Consideramos fundamental explicar que na construção dessa definição de festa enquanto repositório de imaginários populares, acabamos elegendo autores que flertam com uma ideia universalizante e, por vezes, até conciliadora da festa – posições estas que observamos com cautela, já que reconhecemos a festa, também, como um espaço profundo de tensões, disputas, negociações e resistências – uma dimensão que sempre acompanhou as festividades e sociabilidades populares e que se acentua com a consolidação das sociedades urbano-industriais e capitalistas e a consequente interface com novos atores e seus interesses.

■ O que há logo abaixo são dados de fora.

//! Infrastructure layer: persistence adapters and application services.
//!
//! The domain crates are pure; everything that touches storage lives here.
//! Stores come in two flavors behind the same traits: in-memory (tests/dev)
//! and Postgres (production). Services orchestrate domain aggregates against
//! the stores and are what the HTTP layer calls.

pub mod error;
pub mod services;
pub mod store;

pub use error::{StoreError, StoreResult};
pub use services::{CartManager, CouponRedemption, OrderService};
pub use store::{
    AddressStore, CartStore, CatalogStore, CouponStore, OrderStats, OrderStore, SupportStore,
};

#[cfg(test)]
mod integration_tests;
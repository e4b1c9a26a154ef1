use std::sync::Arc;

use axum::{
    extract::State,
    http::{HeaderMap, StatusCode},
    middleware::Next,
    response::Response,
};
use chrono::Utc;

use storefront_auth::JwtValidator;

use crate::context::UserContext;

#[derive(Clone)]
pub struct AuthState {
    pub jwt: Arc<dyn JwtValidator>,
}

pub async fn auth_middleware(
    State(state): State<AuthState>,
    mut req: axum::http::Request<axum::body::Body>,
    next: Next,
) -> Result<Response, StatusCode> {
    let token = extract_bearer(req.headers())?;

    let claims = state
        .jwt
        .validate(token, Utc::now())
        .map_err(|_e| StatusCode::UNAUTHORIZED)?;

    req.extensions_mut()
        .insert(UserContext::new(claims.sub, claims.roles.clone()));

    Ok(next.run(req).await)
}

fn extract_bearer(headers: &HeaderMap) -> Result<&str, StatusCode> {
    let header = headers
        .get(axum::http::header::AUTHORIZATION)
        .ok_or(StatusCode::UNAUTHORIZED)?;

    let header = header.to_str().map_err(|_| StatusCode::UNAUTHORIZED)?;

    let header = header
        .strip_prefix("Bearer ")
        .ok_or(StatusCode::UNAUTHORIZED)?;

    let token = header.trim();
    if token.is_empty() {
        return Err(StatusCode::UNAUTHORIZED);
    }

    Ok(token)
}
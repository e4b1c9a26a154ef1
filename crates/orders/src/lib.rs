//! `storefront-orders` — immutable order snapshots and their lifecycle.

pub mod order;

pub use order::{Order, OrderItem, OrderStatus, order_number};
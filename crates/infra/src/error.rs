//! Error type shared by stores and services.

use storefront_core::DomainError;
use thiserror::Error;

pub type StoreResult<T> = Result<T, StoreError>;

/// Failure of a store or service operation.
///
/// Business failures stay as `DomainError` so callers can map them to precise
/// HTTP responses; everything else (connection loss, bad rows) collapses into
/// `Backend`, which the API layer reports as an opaque internal error.
#[derive(Debug, Error)]
pub enum StoreError {
    #[error(transparent)]
    Domain(#[from] DomainError),

    #[error("storage backend failure: {0}")]
    Backend(String),
}

impl StoreError {
    pub fn backend(msg: impl Into<String>) -> Self {
        Self::Backend(msg.into())
    }

    pub fn as_domain(&self) -> Option<&DomainError> {
        match self {
            Self::Domain(e) => Some(e),
            Self::Backend(_) => None,
        }
    }
}

impl From<sqlx::Error> for StoreError {
    fn from(e: sqlx::Error) -> Self {
        if let sqlx::Error::Database(db) = &e {
            if db.is_unique_violation() {
                let constraint = db.constraint().unwrap_or("unique constraint");
                return StoreError::Domain(DomainError::conflict(constraint.to_string()));
            }
        }
        StoreError::Backend(e.to_string())
    }
}
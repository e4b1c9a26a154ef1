use storefront_auth::Role;
use storefront_core::UserId;

/// Authenticated identity for a request (user + roles from the token).
#[derive(Debug, Clone, PartialEq, Eq)]
pub struct UserContext {
    user_id: UserId,
    roles: Vec<Role>,
}

impl UserContext {
    pub fn new(user_id: UserId, roles: Vec<Role>) -> Self {
        Self { user_id, roles }
    }

    pub fn user_id(&self) -> UserId {
        self.user_id
    }

    pub fn roles(&self) -> &[Role] {
        &self.roles
    }

    pub fn is_admin(&self) -> bool {
        self.roles.iter().any(Role::is_admin)
    }
}
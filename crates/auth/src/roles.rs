use std::borrow::Cow;

use serde::{Deserialize, Serialize};

/// Role identifier used for RBAC.
///
/// Roles are intentionally opaque strings at this layer; mapping roles to
/// permissions is done by the policy layer.
#[derive(Debug, Clone, PartialEq, Eq, Hash, Serialize, Deserialize)]
#[serde(transparent)]
pub struct Role(Cow<'static, str>);

impl Role {
    pub fn new(name: impl Into<Cow<'static, str>>) -> Self {
        Self(name.into())
    }

    /// Full administrative access.
    pub fn admin() -> Self {
        Self::new("admin")
    }

    /// Regular shopper.
    pub fn customer() -> Self {
        Self::new("customer")
    }

    pub fn as_str(&self) -> &str {
        &self.0
    }

    pub fn is_admin(&self) -> bool {
        self.as_str() == "admin"
    }
}

impl core::fmt::Display for Role {
    fn fmt(&self, f: &mut core::fmt::Formatter<'_>) -> core::fmt::Result {
        f.write_str(&self.0)
    }
}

Por essa via de entendimento as festas possuem uma capacidade extraordinária de expressarem a cosmovisão e a identidade dos grupos que a experienciam. Isso só é possível porque estão profundamente vinculadas às memórias, às visões de mundo, aos modos de vida e ao cotidiano das suas comunidades. Ainda, por serem referências culturais vivas e dinâmicas, permitem a continuidade e a atualização das tradições, ao mesmo tempo em que são o veículo dessas comunidades para sobreviver, para negociar com o novo, para reivindicar e para pensar como gostariam de ser. Compreender a festa a partir deste lugar – do seu potencial simbólico, mediador e representativo – garante a ela posição de destaque no universo do patrimônio cultural imaterial. No entanto, como veremos a seguir, a consolidação da festa nesses moldes encontra desafios importantes nos dias de hoje.